One of the main ways that organisations have supported the goals of the Grand Coalition has been through pledges. These are firm commitments that stakeholders have made to take action that will help close digital skills gaps. Examples include pledges to offer training, education or certification opportunities to people, to make learning materials widely available, and to develop tools that can be used to measure or encourage the development of digital skills.

As well as pledges, stakeholders have been active in setting up coalitions at national level to push for action to tackle low levels of digital skills. There are now National Coalitions for Digital Jobs in 13 countries, with more on the way. These act to support the broader goals of the Grand Coalition, while helping organisations to work effectively together in each country. Alongside these National Coalitions, ‘Digital Champions’ also play a key role in advocating for digital skills and jobs across the EU.
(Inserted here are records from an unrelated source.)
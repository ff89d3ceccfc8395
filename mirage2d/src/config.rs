//! Tunables for the grid, the actors and the agents that drive them.
//!
//! Every struct deserializes with defaults for missing fields, so a config
//! file only needs the values it changes.

use std::path::Path;

use anyhow::Result;
use serde::{Deserialize, Serialize};

use crate::error::ConfigError;
use crate::influence::{InfluenceEmitter, PropagationRange};
use crate::math::Vec2;
use crate::physics::ObstacleDef;
use crate::state::DEFAULT_IGNORED;

fn check(field: &'static str, requirement: &'static str, value: f32, ok: bool) -> Result<(), ConfigError> {
    if ok && value.is_finite() {
        Ok(())
    } else {
        Err(ConfigError::OutOfRange {
            field,
            requirement,
            value,
        })
    }
}

/// Extents and resolution of the influence grid.
#[derive(Clone, Copy, Debug, PartialEq, Serialize, Deserialize)]
#[serde(default)]
pub struct GridConfig {
    pub center: Vec2,
    pub width: f32,
    pub height: f32,
    /// Half the spacing between node centres.
    pub node_radius: f32,
    /// Multiplier applied to walkable nodes' desirability on every refresh.
    pub decay_rate: f32,
    /// Reach of the repulsion sent out when a node becomes blocked.
    pub obstacle_burst_hops: u32,
}

impl Default for GridConfig {
    fn default() -> Self {
        Self {
            center: Vec2::ZERO,
            width: 6.0,
            height: 6.0,
            node_radius: 0.05,
            decay_rate: 0.9,
            obstacle_burst_hops: 1,
        }
    }
}

impl GridConfig {
    pub fn validate(&self) -> Result<(), ConfigError> {
        check("grid.width", "positive", self.width, self.width > 0.0)?;
        check("grid.height", "positive", self.height, self.height > 0.0)?;
        check("grid.node_radius", "positive", self.node_radius, self.node_radius > 0.0)?;
        check(
            "grid.decay_rate",
            "within [0, 1]",
            self.decay_rate,
            (0.0..=1.0).contains(&self.decay_rate),
        )
    }
}

/// Velocity model shared by every actor.
#[derive(Clone, Copy, Debug, PartialEq, Serialize, Deserialize)]
#[serde(default)]
pub struct MovementConfig {
    /// Fraction of velocity lost per fixed tick.
    pub friction: f32,
    /// Fraction of the gap to top speed closed per fixed tick while walking.
    pub acceleration: f32,
    /// Top speed in world units per second.
    pub speed: f32,
    /// Blend weight of a new heading against the current facing.
    pub turn_rate: f32,
}

impl Default for MovementConfig {
    fn default() -> Self {
        Self {
            friction: 0.2,
            acceleration: 0.6,
            speed: 1.5,
            turn_rate: 0.25,
        }
    }
}

impl MovementConfig {
    pub fn validate(&self) -> Result<(), ConfigError> {
        check(
            "movement.friction",
            "within [0, 1]",
            self.friction,
            (0.0..=1.0).contains(&self.friction),
        )?;
        check(
            "movement.acceleration",
            "within [0, 1]",
            self.acceleration,
            (0.0..=1.0).contains(&self.acceleration),
        )?;
        check("movement.speed", "non-negative", self.speed, self.speed >= 0.0)?;
        check(
            "movement.turn_rate",
            "within [0, 1]",
            self.turn_rate,
            (0.0..=1.0).contains(&self.turn_rate),
        )
    }
}

/// Everything needed to spawn an [`Actor`](crate::actor::Actor).
#[derive(Clone, Debug, PartialEq, Serialize, Deserialize)]
#[serde(default)]
pub struct ActorConfig {
    /// Animation names; each non-ignored one becomes an action.
    pub animations: Vec<String>,
    /// Animations that never get an action bit.
    pub ignored: Vec<String>,
    pub health: i32,
    /// Seconds of invulnerability after a hit.
    pub invulnerability: f32,
    pub mana: u32,
    /// Seconds per recharged mana point.
    pub mana_recharge: f32,
    pub movement: MovementConfig,
    pub emitter: InfluenceEmitter,
}

fn names(list: &[&str]) -> Vec<String> {
    list.iter().map(|s| s.to_string()).collect()
}

impl ActorConfig {
    pub fn player() -> Self {
        Self {
            animations: names(&[
                "Idle",
                "Walk",
                "AttackSword",
                "AttackFlame",
                "Pickup",
                "Hurt",
                "Dying",
                "Dead",
            ]),
            health: 5,
            mana: 5,
            mana_recharge: 1.0,
            ..Self::default()
        }
    }

    pub fn mage() -> Self {
        Self {
            animations: names(&["Idle", "Walk", "Attack", "Hurt", "Dying", "Dead"]),
            health: 3,
            mana: 3,
            mana_recharge: 0.5,
            movement: MovementConfig {
                speed: 1.2,
                ..MovementConfig::default()
            },
            ..Self::default()
        }
    }

    pub fn validate(&self) -> Result<(), ConfigError> {
        self.movement.validate()?;
        check("actor.health", "positive", self.health as f32, self.health > 0)?;
        check(
            "actor.invulnerability",
            "non-negative",
            self.invulnerability,
            self.invulnerability >= 0.0,
        )?;
        check(
            "actor.mana_recharge",
            "positive",
            self.mana_recharge,
            self.mana_recharge > 0.0,
        )
    }
}

impl Default for ActorConfig {
    fn default() -> Self {
        Self {
            animations: names(&["Idle", "Walk"]),
            ignored: names(&DEFAULT_IGNORED),
            health: 3,
            invulnerability: 0.25,
            mana: 3,
            mana_recharge: 0.5,
            movement: MovementConfig::default(),
            emitter: InfluenceEmitter {
                strength: -0.8,
                range: PropagationRange::Hops(2),
            },
        }
    }
}

/// Keyboard-driven actor.
#[derive(Clone, Debug, PartialEq, Serialize, Deserialize)]
#[serde(default)]
pub struct PlayerConfig {
    pub actor: ActorConfig,
    /// Extra weight given to held direction keys over the turn rate.
    pub steer_gain: f32,
    /// Reach of the sword.
    pub melee_range: f32,
    /// Half-width of the sword's arc, in degrees.
    pub melee_arc: f32,
    pub melee_damage: i32,
}

impl Default for PlayerConfig {
    fn default() -> Self {
        Self {
            actor: ActorConfig::player(),
            steer_gain: 1.25,
            melee_range: 0.5,
            melee_arc: 10.0,
            melee_damage: 2,
        }
    }
}

/// Ranged caster that keeps its distance from the target.
#[derive(Clone, Debug, PartialEq, Serialize, Deserialize)]
#[serde(default)]
pub struct MageConfig {
    pub actor: ActorConfig,
    /// Beyond this the mage teleports next to the target.
    pub teleport_distance: f32,
    /// How far from the target a teleport lands.
    pub teleport_offset: f32,
    /// Beyond this the mage paths towards the target.
    pub max_distance: f32,
    /// Closer than this the mage backs away.
    pub min_distance: f32,
    /// Chance in `[0, 1]` of attacking rather than repositioning.
    pub aggression: f32,
    /// How many frames of target motion to lead an attack by.
    pub overshoot: f32,
    /// Mean seconds between decisions.
    pub action_opportunity: f32,
    /// Squared displacement between decisions below which the mage is stuck.
    pub stuck_distance: f32,
    /// Velocity kick along the facing when an attack is launched.
    pub lunge_impulse: Option<f32>,
    /// Half-size of the square searched for a good node to reposition to.
    pub search_radius: f32,
    /// Cap on path search expansions per decision.
    pub max_expansions: Option<usize>,
}

impl Default for MageConfig {
    fn default() -> Self {
        Self {
            actor: ActorConfig::mage(),
            teleport_distance: 5.0,
            teleport_offset: 1.0,
            max_distance: 3.0,
            min_distance: 0.5,
            aggression: 0.5,
            overshoot: 10.0,
            action_opportunity: 1.5,
            stuck_distance: 0.025,
            lunge_impulse: None,
            search_radius: 0.5,
            max_expansions: Some(4096),
        }
    }
}

impl MageConfig {
    pub fn validate(&self) -> Result<(), ConfigError> {
        self.actor.validate()?;
        check(
            "mage.min_distance",
            "non-negative",
            self.min_distance,
            self.min_distance >= 0.0,
        )?;
        check(
            "mage.max_distance",
            "at least min_distance",
            self.max_distance,
            self.max_distance >= self.min_distance,
        )?;
        check(
            "mage.teleport_distance",
            "at least max_distance",
            self.teleport_distance,
            self.teleport_distance >= self.max_distance,
        )?;
        check(
            "mage.aggression",
            "within [0, 1]",
            self.aggression,
            (0.0..=1.0).contains(&self.aggression),
        )?;
        check(
            "mage.action_opportunity",
            "positive",
            self.action_opportunity,
            self.action_opportunity > 0.0,
        )?;
        check(
            "mage.search_radius",
            "finite and non-negative",
            self.search_radius,
            self.search_radius.is_finite() && self.search_radius >= 0.0,
        )
    }
}

/// Top-level configuration of a [`Simulation`](crate::simulation::Simulation).
#[derive(Clone, Debug, Default, PartialEq, Serialize, Deserialize)]
#[serde(default)]
pub struct SimulationConfig {
    pub grid: GridConfig,
    pub player: PlayerConfig,
    pub mage: MageConfig,
    pub obstacles: Vec<ObstacleDef>,
    /// Seed for the shared random source; `None` seeds from entropy.
    pub seed: Option<u64>,
}

impl SimulationConfig {
    pub fn new() -> Self {
        Self::default()
    }

    #[must_use]
    pub fn with_grid(mut self, grid: GridConfig) -> Self {
        self.grid = grid;
        self
    }

    #[must_use]
    pub fn with_player(mut self, player: PlayerConfig) -> Self {
        self.player = player;
        self
    }

    #[must_use]
    pub fn with_mage(mut self, mage: MageConfig) -> Self {
        self.mage = mage;
        self
    }

    #[must_use]
    pub fn with_obstacle(mut self, obstacle: ObstacleDef) -> Self {
        self.obstacles.push(obstacle);
        self
    }

    #[must_use]
    pub fn with_seed(mut self, seed: u64) -> Self {
        self.seed = Some(seed);
        self
    }

    pub fn validate(&self) -> Result<(), ConfigError> {
        self.grid.validate()?;
        self.player.actor.validate()?;
        self.mage.validate()
    }

    /// Serialize to pretty-printed JSON.
    pub fn to_json(&self) -> Result<String> {
        Ok(serde_json::to_string_pretty(self)?)
    }

    /// Parse and validate a config.
    pub fn from_json(json: &str) -> Result<Self> {
        let config: Self = serde_json::from_str(json)?;
        config.validate()?;
        Ok(config)
    }

    pub fn save_to_file(&self, path: &Path) -> Result<()> {
        let json = self.to_json()?;
        std::fs::write(path, json)?;
        Ok(())
    }

    pub fn load_from_file(path: &Path) -> Result<Self> {
        let json = std::fs::read_to_string(path)?;
        Self::from_json(&json)
    }
}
As an initiative that has been, from the very start, based on cooperation with a wide range of stakeholders, the Grand Coalition for Digital Jobs represents a strong and concerted effort to raise the level of digital skills right across Europe. With concrete and measurable pledges, organisations have been able to do measurable and demonstrable actions that will make a real difference to people.

ECDL Foundation has been active in the Grand Coalition from its formation, having made a pledge to introduce New ECDL, and develop ECDL modules on digital marketing and ICT troubleshooting. We have also been a proud a member of the Grand Coalition’s Secretariat, and have supported the engagement of our National Operators of the ECDL programme, particularly in Lithuania, where the head of ECDL Lithuania also serves as the country’s ‘Digital Champion’.

The Grand Coalition for Digital Jobs has achieved a lot over the last couple of years. With the renewed focus and dedication to raising digital skills, which the European Commission has committed to through its New Skills Agenda for Europe, the Grand Coalition will also approach its mission in a reinvigorated way, with its relaunch as the Digital Skills and Jobs coalition in December this year.

With its new sense of purpose, ECDL Foundation welcomes the new focus that the Coalition will have on all sectors of the workforce. It is clear that there are few jobs that won’t be touched by computers; indeed, there are few jobs today that don’t demand, at least basic, ICT skills. We also welcome the attention that will be given to bringing digital skills to the education and training sectors in a bigger way than before. Digital skills are both essential for students’ later careers, and for supporting their access to learning resources while they are in education.

Significantly, it is also encouraging to see that the new Digital Skills and Jobs Coalition will work to achieve political commitments to developing digital skills from Member States, and that there will remain an effort to extend National Coalitions for Digital Skills and Jobs to more countries. When a significant portion of education and training policy is made at a national level, rather than at EU level, the success of any initiative to promote ICT skills will rest on whether Member States engage fully. It’s therefore also positive that there will be more work done to raise awareness of the funding opportunities that exist from the EU, such as the European Structural and Investment Funds, the Youth Employment Initiative, and Erasmus+.

A lot has been achieved since the Grand Coalition first started its work in 2013, but there is much more that needs to be done if Europe is going to remain competitive and have a workforce that can meet the challenges of the future.